● **Exercise goal**:
Nothing but a number is expected: the count of lines in the data below that include "LoanDetails".

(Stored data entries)
============================================================

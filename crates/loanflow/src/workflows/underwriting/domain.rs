use chrono::NaiveDate;
use serde::{Deserialize, Serialize};

/// Identifier wrapper for loan applications owned by the application-management subsystem.
#[derive(Debug, Clone, PartialEq, Eq, Hash, Serialize, Deserialize)]
pub struct ApplicationId(pub String);

/// Identifier wrapper for underwriting queue entries.
#[derive(Debug, Clone, PartialEq, Eq, Hash, Serialize, Deserialize)]
pub struct QueueItemId(pub String);

/// Identifier wrapper for stipulation records.
#[derive(Debug, Clone, PartialEq, Eq, Hash, Serialize, Deserialize)]
pub struct StipulationId(pub String);

/// Identifier wrapper for underwriters.
#[derive(Debug, Clone, PartialEq, Eq, Hash, Serialize, Deserialize)]
pub struct UnderwriterId(pub String);

/// Lifecycle of a loan application as tracked by the surrounding platform.
/// Underwriting only ever writes this field through the decision mapping.
#[derive(Debug, Clone, Copy, PartialEq, Eq, Serialize, Deserialize)]
#[serde(rename_all = "snake_case")]
pub enum ApplicationStatus {
    Draft,
    Submitted,
    InReview,
    Approved,
    Denied,
    RevisionRequested,
    ReadyToFund,
    Funded,
}

impl ApplicationStatus {
    pub const fn label(self) -> &'static str {
        match self {
            ApplicationStatus::Draft => "draft",
            ApplicationStatus::Submitted => "submitted",
            ApplicationStatus::InReview => "in_review",
            ApplicationStatus::Approved => "approved",
            ApplicationStatus::Denied => "denied",
            ApplicationStatus::RevisionRequested => "revision_requested",
            ApplicationStatus::ReadyToFund => "ready_to_fund",
            ApplicationStatus::Funded => "funded",
        }
    }
}

/// The three-way underwriting verdict.
#[derive(Debug, Clone, Copy, PartialEq, Eq, Serialize, Deserialize)]
#[serde(rename_all = "snake_case")]
pub enum Decision {
    Approve,
    Deny,
    Revise,
}

impl Decision {
    pub const fn label(self) -> &'static str {
        match self {
            Decision::Approve => "approve",
            Decision::Deny => "deny",
            Decision::Revise => "revise",
        }
    }

    /// Fixed mapping applied to the application record when a decision is recorded.
    pub const fn application_status(self) -> ApplicationStatus {
        match self {
            Decision::Approve => ApplicationStatus::Approved,
            Decision::Deny => ApplicationStatus::Denied,
            Decision::Revise => ApplicationStatus::RevisionRequested,
        }
    }
}

/// Borrower citizenship classifications collected at intake.
#[derive(Debug, Clone, Copy, PartialEq, Eq, Serialize, Deserialize)]
#[serde(rename_all = "snake_case")]
pub enum CitizenshipStatus {
    UsCitizen,
    PermanentResident,
    EligibleNonCitizen,
    ForeignNational,
}

impl CitizenshipStatus {
    /// Federal student-loan eligibility gate.
    pub const fn is_loan_eligible(self) -> bool {
        matches!(
            self,
            CitizenshipStatus::UsCitizen
                | CitizenshipStatus::PermanentResident
                | CitizenshipStatus::EligibleNonCitizen
        )
    }
}

/// Enrollment status of the school program attached to an application.
#[derive(Debug, Clone, Copy, PartialEq, Eq, Serialize, Deserialize)]
#[serde(rename_all = "snake_case")]
pub enum ProgramStatus {
    Active,
    Suspended,
    Discontinued,
}

/// Machine-readable reason codes attached to adverse decisions.
#[derive(Debug, Clone, Copy, PartialEq, Eq, Serialize, Deserialize)]
#[serde(rename_all = "snake_case")]
pub enum ReasonCode {
    CreditScore,
    DebtToIncome,
    EmploymentHistory,
    HousingPayment,
    IncomeInsufficient,
    CitizenshipStatus,
    ProgramEligibility,
    DocumentationIssues,
    IdentityVerification,
    Other,
}

impl ReasonCode {
    pub const fn default_description(self) -> &'static str {
        match self {
            ReasonCode::CreditScore => "Credit score below lending guidelines",
            ReasonCode::DebtToIncome => "Debt-to-income ratio exceeds lending guidelines",
            ReasonCode::EmploymentHistory => "Insufficient employment history",
            ReasonCode::HousingPayment => "Housing payment obligation too high relative to income",
            ReasonCode::IncomeInsufficient => "Income insufficient for requested loan amount",
            ReasonCode::CitizenshipStatus => "Citizenship status not eligible for this loan program",
            ReasonCode::ProgramEligibility => "School program is not active for new originations",
            ReasonCode::DocumentationIssues => "Submitted documentation incomplete or inconsistent",
            ReasonCode::IdentityVerification => "Borrower identity could not be verified",
            ReasonCode::Other => "See underwriter comments",
        }
    }
}

/// Documentation requirements a borrower must clear before funding.
#[derive(Debug, Clone, Copy, PartialEq, Eq, Serialize, Deserialize)]
#[serde(rename_all = "snake_case")]
pub enum StipulationType {
    EnrollmentAgreement,
    ProofOfIncome,
    ProofOfIdentity,
    ProofOfResidence,
    AdditionalDocumentation,
}

impl StipulationType {
    pub const fn label(self) -> &'static str {
        match self {
            StipulationType::EnrollmentAgreement => "enrollment_agreement",
            StipulationType::ProofOfIncome => "proof_of_income",
            StipulationType::ProofOfIdentity => "proof_of_identity",
            StipulationType::ProofOfResidence => "proof_of_residence",
            StipulationType::AdditionalDocumentation => "additional_documentation",
        }
    }
}

/// Review-turnaround tiers for queue entries.
#[derive(Debug, Clone, Copy, PartialEq, Eq, Serialize, Deserialize)]
#[serde(rename_all = "snake_case")]
pub enum QueuePriority {
    High,
    Medium,
    Low,
}

impl QueuePriority {
    /// Target turnaround, in hours, for a queue item of this priority.
    pub const fn sla_hours(self) -> i64 {
        match self {
            QueuePriority::High => 24,
            QueuePriority::Medium => 48,
            QueuePriority::Low => 72,
        }
    }

    pub const fn label(self) -> &'static str {
        match self {
            QueuePriority::High => "high",
            QueuePriority::Medium => "medium",
            QueuePriority::Low => "low",
        }
    }
}

/// Workflow states of an underwriting queue entry.
#[derive(Debug, Clone, Copy, PartialEq, Eq, Serialize, Deserialize)]
#[serde(rename_all = "snake_case")]
pub enum QueueStatus {
    Pending,
    Assigned,
    InProgress,
    Completed,
    Returned,
}

impl QueueStatus {
    pub const fn label(self) -> &'static str {
        match self {
            QueueStatus::Pending => "pending",
            QueueStatus::Assigned => "assigned",
            QueueStatus::InProgress => "in_progress",
            QueueStatus::Completed => "completed",
            QueueStatus::Returned => "returned",
        }
    }
}

/// Lifecycle of a stipulation record.
#[derive(Debug, Clone, Copy, PartialEq, Eq, Serialize, Deserialize)]
#[serde(rename_all = "snake_case")]
pub enum StipulationStatus {
    Pending,
    Satisfied,
    Waived,
    Expired,
}

impl StipulationStatus {
    pub const fn label(self) -> &'static str {
        match self {
            StipulationStatus::Pending => "pending",
            StipulationStatus::Satisfied => "satisfied",
            StipulationStatus::Waived => "waived",
            StipulationStatus::Expired => "expired",
        }
    }
}

/// Loan terms requested on the application.
#[derive(Debug, Clone, PartialEq, Serialize, Deserialize)]
pub struct LoanDetails {
    pub requested_amount: f64,
}

/// Employment record attached to a borrower, when one exists.
#[derive(Debug, Clone, PartialEq, Serialize, Deserialize)]
pub struct EmploymentInfo {
    pub employer: String,
    pub months_employed: u32,
}

/// Borrower financial profile as supplied by intake. Every field an intake
/// form can leave blank is optional; the evaluators degrade to a
/// consideration verdict rather than fail on missing data.
#[derive(Debug, Clone, PartialEq, Serialize, Deserialize)]
pub struct BorrowerProfile {
    pub citizenship_status: Option<CitizenshipStatus>,
    pub employment: Option<EmploymentInfo>,
    pub annual_income: Option<f64>,
    pub monthly_income: Option<f64>,
    pub monthly_housing_payment: Option<f64>,
}

/// Minimal program descriptor read from the school-management subsystem.
#[derive(Debug, Clone, PartialEq, Serialize, Deserialize)]
pub struct ProgramSnapshot {
    pub program_code: String,
    pub status: ProgramStatus,
}

/// Read-only view of a loan application handed to the underwriting core.
#[derive(Debug, Clone, PartialEq, Serialize, Deserialize)]
pub struct ApplicationSnapshot {
    pub application_id: ApplicationId,
    pub loan: LoanDetails,
    pub borrower: BorrowerProfile,
    pub program: Option<ProgramSnapshot>,
    pub status: ApplicationStatus,
}

/// Credit-bureau pull for one borrower on one application. Created by the
/// external credit workflow and consumed read-only here.
#[derive(Debug, Clone, PartialEq, Serialize, Deserialize)]
pub struct CreditInformation {
    pub credit_score: Option<u16>,
    pub debt_to_income_ratio: Option<f64>,
    pub monthly_debt: Option<f64>,
    pub report_reference: Option<String>,
    pub report_date: Option<NaiveDate>,
    #[serde(default)]
    pub is_co_borrower: bool,
}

============================================================

● **Task result**:
2